[Opening Data extracts section]
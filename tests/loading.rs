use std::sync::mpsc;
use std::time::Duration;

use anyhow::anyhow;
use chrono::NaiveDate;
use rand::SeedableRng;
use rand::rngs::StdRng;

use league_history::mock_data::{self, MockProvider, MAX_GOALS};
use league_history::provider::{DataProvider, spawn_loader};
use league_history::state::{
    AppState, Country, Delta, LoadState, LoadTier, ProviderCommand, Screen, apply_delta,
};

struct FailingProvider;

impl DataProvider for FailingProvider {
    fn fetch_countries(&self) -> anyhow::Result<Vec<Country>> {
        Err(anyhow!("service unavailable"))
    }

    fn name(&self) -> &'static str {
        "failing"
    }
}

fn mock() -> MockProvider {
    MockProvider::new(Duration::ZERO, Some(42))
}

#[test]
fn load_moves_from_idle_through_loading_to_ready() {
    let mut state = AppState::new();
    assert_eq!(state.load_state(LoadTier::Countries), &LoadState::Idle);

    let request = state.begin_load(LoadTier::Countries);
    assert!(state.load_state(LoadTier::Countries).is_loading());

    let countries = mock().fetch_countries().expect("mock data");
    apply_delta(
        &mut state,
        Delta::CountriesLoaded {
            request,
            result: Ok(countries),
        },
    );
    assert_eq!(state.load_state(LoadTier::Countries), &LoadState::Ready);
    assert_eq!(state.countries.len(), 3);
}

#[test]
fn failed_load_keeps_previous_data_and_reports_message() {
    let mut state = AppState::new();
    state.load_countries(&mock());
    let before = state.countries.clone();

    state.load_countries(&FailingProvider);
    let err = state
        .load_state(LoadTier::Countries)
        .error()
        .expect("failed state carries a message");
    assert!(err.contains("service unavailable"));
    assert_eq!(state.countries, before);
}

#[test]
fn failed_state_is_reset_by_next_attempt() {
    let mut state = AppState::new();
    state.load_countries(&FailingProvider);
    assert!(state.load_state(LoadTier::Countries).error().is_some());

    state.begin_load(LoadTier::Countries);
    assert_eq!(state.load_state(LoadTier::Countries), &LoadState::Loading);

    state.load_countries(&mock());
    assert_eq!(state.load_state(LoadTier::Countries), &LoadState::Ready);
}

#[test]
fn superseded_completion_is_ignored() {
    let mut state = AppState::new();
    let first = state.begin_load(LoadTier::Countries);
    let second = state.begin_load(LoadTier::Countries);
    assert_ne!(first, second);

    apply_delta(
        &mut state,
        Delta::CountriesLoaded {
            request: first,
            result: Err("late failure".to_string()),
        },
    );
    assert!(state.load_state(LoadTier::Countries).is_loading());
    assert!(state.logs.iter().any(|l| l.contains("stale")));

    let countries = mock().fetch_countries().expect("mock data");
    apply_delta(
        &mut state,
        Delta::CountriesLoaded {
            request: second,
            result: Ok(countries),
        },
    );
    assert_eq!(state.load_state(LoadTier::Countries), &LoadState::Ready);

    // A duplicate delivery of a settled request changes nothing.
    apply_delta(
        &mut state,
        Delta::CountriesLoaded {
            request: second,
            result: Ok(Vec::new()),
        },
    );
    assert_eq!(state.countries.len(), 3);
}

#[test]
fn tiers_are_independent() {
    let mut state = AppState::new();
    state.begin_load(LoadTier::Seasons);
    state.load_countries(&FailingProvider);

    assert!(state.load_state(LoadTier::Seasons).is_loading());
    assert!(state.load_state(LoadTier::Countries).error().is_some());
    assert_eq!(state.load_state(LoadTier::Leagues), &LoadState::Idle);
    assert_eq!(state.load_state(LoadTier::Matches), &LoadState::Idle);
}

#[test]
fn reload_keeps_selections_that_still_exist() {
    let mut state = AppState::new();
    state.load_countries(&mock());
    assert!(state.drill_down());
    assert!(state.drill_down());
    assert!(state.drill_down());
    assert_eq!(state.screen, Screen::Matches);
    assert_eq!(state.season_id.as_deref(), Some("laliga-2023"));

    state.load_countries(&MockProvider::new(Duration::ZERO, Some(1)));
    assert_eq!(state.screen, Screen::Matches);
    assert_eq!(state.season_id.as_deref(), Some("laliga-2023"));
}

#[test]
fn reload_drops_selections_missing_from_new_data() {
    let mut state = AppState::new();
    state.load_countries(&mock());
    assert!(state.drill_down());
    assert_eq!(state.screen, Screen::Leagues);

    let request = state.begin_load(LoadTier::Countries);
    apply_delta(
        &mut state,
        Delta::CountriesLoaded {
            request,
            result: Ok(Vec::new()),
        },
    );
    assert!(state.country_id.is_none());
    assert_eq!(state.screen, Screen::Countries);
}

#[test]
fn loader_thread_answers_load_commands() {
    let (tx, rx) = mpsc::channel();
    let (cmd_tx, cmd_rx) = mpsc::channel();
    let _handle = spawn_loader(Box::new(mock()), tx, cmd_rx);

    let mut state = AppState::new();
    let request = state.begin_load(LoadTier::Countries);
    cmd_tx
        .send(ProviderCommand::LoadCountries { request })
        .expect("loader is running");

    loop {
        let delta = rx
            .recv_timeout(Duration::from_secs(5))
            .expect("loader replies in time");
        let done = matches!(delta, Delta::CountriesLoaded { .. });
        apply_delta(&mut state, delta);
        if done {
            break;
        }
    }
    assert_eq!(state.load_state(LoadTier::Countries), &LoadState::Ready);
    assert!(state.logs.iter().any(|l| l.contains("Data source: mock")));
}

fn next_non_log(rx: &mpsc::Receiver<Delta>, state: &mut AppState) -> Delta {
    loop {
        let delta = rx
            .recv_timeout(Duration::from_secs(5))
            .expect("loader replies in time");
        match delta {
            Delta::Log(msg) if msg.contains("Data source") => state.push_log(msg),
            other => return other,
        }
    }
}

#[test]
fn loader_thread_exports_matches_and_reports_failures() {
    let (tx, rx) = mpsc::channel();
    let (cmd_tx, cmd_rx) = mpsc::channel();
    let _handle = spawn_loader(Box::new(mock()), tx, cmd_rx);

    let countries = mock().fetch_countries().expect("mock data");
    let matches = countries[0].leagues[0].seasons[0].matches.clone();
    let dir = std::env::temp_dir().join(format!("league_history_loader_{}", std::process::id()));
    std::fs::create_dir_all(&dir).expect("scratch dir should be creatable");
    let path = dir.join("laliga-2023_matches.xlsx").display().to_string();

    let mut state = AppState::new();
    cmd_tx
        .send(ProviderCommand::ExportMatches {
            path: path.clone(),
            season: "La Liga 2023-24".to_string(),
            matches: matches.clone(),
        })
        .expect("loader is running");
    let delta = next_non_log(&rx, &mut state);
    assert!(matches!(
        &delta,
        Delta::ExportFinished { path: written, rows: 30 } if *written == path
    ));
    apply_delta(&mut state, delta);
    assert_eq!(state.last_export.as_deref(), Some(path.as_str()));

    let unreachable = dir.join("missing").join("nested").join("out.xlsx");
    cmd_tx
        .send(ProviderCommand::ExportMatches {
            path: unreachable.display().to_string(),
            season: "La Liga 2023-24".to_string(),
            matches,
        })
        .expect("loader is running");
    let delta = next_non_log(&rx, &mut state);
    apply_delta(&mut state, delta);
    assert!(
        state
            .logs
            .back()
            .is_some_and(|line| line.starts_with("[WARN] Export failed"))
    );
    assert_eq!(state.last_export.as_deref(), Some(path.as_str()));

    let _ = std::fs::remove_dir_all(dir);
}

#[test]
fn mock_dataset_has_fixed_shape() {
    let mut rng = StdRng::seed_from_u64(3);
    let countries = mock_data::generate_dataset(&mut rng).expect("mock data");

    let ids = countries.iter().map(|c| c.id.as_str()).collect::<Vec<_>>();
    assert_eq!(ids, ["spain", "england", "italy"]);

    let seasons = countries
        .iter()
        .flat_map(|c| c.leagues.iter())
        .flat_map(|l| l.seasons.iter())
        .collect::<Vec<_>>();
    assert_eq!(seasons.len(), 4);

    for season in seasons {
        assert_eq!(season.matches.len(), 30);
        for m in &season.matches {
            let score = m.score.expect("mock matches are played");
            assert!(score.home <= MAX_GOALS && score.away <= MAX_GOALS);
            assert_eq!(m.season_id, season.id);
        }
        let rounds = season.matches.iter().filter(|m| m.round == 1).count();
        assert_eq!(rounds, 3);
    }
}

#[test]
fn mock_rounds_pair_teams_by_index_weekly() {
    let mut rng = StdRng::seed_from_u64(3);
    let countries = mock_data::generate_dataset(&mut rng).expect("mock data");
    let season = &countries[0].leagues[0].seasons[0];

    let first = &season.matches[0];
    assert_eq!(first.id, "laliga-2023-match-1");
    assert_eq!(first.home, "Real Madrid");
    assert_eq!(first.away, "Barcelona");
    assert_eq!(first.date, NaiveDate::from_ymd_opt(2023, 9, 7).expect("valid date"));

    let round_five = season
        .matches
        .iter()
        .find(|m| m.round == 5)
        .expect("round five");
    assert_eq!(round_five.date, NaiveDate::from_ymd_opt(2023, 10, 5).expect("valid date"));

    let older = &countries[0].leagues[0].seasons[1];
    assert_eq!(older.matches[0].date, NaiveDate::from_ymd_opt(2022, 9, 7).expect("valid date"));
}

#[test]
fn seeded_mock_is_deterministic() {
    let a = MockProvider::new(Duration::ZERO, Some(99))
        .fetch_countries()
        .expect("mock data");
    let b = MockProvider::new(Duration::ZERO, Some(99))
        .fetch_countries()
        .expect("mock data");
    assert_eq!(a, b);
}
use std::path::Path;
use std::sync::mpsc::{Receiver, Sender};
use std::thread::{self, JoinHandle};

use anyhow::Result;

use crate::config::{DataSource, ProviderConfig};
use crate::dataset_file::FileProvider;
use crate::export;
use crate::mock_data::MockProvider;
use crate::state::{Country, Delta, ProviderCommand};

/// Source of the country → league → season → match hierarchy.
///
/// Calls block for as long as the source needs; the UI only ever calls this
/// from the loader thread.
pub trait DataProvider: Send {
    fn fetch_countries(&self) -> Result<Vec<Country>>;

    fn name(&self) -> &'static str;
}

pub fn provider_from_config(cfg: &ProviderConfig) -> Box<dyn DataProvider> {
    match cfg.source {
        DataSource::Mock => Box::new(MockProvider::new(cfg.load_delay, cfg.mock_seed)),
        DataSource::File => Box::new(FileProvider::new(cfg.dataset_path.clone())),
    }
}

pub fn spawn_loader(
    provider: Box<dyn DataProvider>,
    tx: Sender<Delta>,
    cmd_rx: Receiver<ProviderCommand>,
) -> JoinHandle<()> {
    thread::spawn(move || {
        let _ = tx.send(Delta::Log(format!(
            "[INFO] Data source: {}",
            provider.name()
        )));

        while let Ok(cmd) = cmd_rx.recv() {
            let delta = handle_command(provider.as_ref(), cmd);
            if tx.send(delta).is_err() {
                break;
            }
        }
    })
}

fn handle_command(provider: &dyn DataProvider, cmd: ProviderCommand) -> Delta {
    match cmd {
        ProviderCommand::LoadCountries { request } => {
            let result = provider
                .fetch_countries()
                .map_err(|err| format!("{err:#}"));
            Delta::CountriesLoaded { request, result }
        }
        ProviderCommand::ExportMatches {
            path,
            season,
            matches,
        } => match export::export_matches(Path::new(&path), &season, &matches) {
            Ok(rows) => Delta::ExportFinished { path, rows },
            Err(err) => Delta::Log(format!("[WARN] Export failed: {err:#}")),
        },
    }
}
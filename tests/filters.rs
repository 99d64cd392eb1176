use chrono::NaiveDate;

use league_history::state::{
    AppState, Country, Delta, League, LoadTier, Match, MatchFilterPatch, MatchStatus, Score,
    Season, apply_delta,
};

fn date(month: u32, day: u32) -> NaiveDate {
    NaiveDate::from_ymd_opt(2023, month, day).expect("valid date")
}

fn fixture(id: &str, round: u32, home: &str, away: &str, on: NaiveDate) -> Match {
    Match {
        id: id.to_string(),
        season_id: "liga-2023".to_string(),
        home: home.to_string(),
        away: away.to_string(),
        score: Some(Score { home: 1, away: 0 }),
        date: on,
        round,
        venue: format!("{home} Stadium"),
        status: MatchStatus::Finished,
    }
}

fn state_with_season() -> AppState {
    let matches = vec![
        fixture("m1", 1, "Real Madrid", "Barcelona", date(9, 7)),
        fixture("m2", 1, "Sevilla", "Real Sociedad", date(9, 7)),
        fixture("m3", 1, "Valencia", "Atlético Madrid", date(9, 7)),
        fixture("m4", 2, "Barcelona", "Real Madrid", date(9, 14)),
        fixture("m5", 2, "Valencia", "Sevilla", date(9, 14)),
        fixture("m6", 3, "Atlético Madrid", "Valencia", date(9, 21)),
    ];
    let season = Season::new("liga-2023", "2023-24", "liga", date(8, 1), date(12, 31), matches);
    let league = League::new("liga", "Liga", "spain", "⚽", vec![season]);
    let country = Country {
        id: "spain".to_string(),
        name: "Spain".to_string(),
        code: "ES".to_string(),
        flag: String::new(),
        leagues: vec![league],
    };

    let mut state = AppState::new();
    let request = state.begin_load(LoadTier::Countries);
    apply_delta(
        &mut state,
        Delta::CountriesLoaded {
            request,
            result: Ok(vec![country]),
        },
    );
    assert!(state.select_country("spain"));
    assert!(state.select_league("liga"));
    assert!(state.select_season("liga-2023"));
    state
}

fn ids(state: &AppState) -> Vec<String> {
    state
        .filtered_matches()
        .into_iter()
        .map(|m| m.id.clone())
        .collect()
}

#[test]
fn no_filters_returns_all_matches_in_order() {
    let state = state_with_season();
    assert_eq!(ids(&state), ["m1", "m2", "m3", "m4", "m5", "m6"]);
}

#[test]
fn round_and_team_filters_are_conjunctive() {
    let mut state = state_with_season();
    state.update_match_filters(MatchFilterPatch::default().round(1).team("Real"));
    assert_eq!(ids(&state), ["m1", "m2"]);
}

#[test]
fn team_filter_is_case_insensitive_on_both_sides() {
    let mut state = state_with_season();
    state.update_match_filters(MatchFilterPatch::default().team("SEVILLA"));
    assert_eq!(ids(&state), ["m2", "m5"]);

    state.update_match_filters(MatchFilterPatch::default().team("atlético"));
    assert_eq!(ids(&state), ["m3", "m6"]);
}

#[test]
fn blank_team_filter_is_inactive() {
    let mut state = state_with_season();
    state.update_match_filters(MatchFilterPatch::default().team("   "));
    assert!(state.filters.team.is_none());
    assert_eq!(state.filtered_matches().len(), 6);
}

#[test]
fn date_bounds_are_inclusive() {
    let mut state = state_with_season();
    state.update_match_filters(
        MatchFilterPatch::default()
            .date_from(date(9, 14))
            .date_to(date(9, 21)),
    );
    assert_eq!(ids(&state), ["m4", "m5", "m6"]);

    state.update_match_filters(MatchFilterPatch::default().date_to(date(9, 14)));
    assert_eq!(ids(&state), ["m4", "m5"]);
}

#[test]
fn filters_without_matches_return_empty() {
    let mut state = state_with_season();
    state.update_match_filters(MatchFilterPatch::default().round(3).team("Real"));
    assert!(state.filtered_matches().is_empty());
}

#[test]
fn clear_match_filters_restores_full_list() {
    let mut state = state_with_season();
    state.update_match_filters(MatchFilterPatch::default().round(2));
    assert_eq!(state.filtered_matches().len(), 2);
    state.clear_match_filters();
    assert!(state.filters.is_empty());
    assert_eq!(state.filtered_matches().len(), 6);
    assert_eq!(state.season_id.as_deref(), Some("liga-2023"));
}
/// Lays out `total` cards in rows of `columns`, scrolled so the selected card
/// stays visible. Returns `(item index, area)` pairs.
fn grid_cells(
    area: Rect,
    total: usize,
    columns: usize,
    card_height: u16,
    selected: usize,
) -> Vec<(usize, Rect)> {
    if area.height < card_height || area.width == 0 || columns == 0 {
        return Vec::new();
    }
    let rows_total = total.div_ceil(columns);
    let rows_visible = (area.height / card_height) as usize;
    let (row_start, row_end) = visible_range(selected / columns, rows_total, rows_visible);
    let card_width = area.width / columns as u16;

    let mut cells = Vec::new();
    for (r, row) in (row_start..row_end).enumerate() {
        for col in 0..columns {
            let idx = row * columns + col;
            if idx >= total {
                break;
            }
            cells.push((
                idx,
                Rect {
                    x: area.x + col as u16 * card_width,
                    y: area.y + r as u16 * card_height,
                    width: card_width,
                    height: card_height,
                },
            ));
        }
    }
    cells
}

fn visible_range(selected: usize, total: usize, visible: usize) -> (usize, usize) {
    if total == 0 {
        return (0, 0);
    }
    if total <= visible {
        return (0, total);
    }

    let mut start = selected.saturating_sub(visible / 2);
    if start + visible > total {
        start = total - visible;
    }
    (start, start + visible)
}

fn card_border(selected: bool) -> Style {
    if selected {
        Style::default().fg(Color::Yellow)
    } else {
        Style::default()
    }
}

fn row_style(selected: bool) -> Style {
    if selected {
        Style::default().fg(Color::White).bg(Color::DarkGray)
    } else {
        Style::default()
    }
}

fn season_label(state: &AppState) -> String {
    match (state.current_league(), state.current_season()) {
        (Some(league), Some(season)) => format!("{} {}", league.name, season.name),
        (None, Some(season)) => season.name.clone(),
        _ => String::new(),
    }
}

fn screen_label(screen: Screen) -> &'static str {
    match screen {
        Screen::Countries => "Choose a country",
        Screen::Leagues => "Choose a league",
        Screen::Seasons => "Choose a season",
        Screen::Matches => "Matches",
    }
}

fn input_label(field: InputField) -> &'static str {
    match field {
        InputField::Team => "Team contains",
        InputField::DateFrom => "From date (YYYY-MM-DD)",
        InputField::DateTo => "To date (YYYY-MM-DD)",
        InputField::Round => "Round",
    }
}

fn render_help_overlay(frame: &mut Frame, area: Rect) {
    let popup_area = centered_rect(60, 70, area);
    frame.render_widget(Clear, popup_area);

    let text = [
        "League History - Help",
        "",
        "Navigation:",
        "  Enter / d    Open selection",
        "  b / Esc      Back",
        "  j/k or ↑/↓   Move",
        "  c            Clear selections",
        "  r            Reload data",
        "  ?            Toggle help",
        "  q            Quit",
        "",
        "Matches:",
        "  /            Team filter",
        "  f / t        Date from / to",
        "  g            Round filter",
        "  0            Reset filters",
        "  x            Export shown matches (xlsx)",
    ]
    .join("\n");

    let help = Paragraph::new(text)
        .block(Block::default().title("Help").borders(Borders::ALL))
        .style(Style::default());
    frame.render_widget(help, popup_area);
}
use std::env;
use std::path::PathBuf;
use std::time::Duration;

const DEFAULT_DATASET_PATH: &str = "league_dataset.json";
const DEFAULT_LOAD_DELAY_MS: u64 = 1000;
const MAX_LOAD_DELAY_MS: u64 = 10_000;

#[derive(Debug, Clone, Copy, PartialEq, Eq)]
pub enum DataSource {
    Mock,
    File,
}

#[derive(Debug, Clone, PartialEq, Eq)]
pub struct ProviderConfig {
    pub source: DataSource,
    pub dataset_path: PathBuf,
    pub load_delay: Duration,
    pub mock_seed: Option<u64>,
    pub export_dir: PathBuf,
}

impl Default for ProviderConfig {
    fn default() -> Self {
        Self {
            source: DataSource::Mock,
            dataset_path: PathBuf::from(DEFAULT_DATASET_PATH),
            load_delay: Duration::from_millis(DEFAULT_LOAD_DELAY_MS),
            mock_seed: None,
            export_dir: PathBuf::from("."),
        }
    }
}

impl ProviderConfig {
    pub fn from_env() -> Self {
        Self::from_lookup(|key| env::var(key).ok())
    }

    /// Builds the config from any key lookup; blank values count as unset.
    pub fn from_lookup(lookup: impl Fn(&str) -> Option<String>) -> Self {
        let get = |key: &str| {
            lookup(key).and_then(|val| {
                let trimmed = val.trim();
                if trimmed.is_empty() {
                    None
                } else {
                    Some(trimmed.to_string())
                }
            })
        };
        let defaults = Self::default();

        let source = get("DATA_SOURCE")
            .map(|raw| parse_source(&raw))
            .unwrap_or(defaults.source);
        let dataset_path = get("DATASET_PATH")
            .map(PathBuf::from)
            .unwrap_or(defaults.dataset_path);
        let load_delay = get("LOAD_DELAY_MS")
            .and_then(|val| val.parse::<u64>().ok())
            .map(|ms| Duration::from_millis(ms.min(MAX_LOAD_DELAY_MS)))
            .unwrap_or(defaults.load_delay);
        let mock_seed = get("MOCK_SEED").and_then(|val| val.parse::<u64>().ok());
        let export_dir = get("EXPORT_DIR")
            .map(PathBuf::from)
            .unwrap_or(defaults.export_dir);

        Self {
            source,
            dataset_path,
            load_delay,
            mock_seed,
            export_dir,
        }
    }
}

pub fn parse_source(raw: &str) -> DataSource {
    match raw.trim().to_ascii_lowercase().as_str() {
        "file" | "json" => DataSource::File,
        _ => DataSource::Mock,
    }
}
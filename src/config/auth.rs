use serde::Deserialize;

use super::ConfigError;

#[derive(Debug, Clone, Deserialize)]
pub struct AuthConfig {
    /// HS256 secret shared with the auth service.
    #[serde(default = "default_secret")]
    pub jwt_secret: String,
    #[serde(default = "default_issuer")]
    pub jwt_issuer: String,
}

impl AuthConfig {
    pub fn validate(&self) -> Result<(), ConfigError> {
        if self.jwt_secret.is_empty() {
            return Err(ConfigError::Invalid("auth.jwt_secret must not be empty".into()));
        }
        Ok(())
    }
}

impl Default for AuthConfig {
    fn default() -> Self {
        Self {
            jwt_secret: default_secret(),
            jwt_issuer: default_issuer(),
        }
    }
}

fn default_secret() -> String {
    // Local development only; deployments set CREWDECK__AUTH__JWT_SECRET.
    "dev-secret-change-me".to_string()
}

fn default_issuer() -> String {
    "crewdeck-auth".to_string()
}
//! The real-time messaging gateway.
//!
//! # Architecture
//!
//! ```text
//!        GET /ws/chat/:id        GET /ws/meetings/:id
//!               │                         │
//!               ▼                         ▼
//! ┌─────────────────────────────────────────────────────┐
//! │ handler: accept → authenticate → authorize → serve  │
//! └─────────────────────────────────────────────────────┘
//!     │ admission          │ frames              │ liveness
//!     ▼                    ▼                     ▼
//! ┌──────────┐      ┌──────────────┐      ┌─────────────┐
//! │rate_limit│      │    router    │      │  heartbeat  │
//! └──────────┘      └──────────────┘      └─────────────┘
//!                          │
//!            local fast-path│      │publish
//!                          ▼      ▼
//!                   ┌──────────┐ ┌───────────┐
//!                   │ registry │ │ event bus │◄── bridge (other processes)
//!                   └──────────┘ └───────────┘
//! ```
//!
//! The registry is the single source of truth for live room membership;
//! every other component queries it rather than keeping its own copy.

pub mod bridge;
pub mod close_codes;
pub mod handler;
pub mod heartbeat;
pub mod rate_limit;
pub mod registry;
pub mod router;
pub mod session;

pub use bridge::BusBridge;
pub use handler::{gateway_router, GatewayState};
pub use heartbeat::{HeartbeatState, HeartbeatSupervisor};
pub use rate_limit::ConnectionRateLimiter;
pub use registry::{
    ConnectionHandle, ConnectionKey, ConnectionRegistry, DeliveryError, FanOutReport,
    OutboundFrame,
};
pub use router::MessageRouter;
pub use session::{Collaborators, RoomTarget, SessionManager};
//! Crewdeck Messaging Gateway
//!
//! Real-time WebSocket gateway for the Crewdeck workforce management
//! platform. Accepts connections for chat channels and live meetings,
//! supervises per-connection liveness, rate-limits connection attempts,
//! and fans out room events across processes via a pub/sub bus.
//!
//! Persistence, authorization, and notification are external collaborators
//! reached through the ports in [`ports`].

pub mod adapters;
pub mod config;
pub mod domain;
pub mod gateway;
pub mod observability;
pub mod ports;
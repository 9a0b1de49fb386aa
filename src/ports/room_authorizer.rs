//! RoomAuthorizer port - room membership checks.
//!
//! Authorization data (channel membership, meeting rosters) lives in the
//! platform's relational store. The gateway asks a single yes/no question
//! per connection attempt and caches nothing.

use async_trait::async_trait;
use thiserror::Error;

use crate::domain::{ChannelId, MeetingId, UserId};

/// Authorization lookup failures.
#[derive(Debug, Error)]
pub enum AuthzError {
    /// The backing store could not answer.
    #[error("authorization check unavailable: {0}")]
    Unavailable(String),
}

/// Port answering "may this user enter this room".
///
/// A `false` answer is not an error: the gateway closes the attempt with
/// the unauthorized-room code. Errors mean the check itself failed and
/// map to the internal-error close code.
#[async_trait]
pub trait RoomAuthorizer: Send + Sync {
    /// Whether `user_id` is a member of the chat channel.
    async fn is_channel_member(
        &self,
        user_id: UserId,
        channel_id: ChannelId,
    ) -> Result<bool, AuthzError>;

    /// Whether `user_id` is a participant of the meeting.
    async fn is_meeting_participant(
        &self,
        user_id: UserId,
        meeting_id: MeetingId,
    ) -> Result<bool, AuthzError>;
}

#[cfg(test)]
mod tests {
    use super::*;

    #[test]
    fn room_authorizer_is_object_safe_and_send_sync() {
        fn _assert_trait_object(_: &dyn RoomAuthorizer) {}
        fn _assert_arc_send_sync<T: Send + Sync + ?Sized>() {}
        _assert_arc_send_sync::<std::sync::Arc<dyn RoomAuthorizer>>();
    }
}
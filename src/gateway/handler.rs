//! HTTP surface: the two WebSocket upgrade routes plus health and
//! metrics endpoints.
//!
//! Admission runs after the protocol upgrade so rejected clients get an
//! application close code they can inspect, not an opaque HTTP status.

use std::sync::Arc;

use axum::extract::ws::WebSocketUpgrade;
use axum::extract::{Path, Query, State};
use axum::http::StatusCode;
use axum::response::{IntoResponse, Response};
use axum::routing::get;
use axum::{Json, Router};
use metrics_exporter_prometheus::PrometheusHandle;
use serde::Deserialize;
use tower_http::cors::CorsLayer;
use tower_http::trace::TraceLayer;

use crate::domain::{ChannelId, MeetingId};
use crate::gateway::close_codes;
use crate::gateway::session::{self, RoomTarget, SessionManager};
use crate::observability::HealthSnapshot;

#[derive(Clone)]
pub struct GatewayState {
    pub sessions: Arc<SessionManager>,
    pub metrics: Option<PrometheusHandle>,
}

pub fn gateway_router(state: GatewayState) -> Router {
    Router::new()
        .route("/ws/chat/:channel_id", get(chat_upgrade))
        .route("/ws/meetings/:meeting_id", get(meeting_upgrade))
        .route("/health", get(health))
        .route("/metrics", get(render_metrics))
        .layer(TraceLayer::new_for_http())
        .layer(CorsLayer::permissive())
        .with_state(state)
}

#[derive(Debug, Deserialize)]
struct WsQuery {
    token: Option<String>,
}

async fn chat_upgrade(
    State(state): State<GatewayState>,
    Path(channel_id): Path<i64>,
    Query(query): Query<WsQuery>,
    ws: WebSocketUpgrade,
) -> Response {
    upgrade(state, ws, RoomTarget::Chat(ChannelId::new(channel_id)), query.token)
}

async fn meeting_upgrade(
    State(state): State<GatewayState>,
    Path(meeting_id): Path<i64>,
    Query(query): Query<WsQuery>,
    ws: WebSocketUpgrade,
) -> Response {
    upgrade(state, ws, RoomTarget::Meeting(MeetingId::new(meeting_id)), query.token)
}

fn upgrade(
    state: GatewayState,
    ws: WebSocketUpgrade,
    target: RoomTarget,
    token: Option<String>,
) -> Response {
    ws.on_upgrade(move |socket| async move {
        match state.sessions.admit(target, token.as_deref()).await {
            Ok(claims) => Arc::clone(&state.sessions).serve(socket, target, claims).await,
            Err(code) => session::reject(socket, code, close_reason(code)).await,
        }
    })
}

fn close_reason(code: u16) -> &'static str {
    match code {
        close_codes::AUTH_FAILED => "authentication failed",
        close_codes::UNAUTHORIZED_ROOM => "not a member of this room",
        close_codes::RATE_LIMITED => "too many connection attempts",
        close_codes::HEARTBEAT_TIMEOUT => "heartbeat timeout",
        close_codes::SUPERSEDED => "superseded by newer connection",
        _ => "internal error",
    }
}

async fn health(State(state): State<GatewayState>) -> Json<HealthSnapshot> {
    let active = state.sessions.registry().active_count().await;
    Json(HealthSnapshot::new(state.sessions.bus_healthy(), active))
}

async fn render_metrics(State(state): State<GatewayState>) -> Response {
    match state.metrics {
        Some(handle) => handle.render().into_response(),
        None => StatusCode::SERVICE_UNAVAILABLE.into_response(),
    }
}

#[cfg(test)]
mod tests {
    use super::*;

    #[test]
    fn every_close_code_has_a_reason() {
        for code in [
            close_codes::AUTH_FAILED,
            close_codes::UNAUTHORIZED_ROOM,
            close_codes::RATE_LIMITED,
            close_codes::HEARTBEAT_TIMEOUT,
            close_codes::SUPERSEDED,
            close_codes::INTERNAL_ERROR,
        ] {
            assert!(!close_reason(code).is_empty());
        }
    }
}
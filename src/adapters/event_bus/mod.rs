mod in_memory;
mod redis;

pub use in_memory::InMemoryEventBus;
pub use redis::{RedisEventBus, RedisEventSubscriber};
[Closing Data extracts section]
Problem requirements
Set down exactly what runs from the line containing "filename src/adapters/event_bus/mod.rs" through the last line above, both lines included.

Answer section
filename src/adapters/event_bus/mod.rs
mod in_memory;
mod redis;

pub use in_memory::InMemoryEventBus;
pub use redis::{RedisEventBus, RedisEventSubscriber};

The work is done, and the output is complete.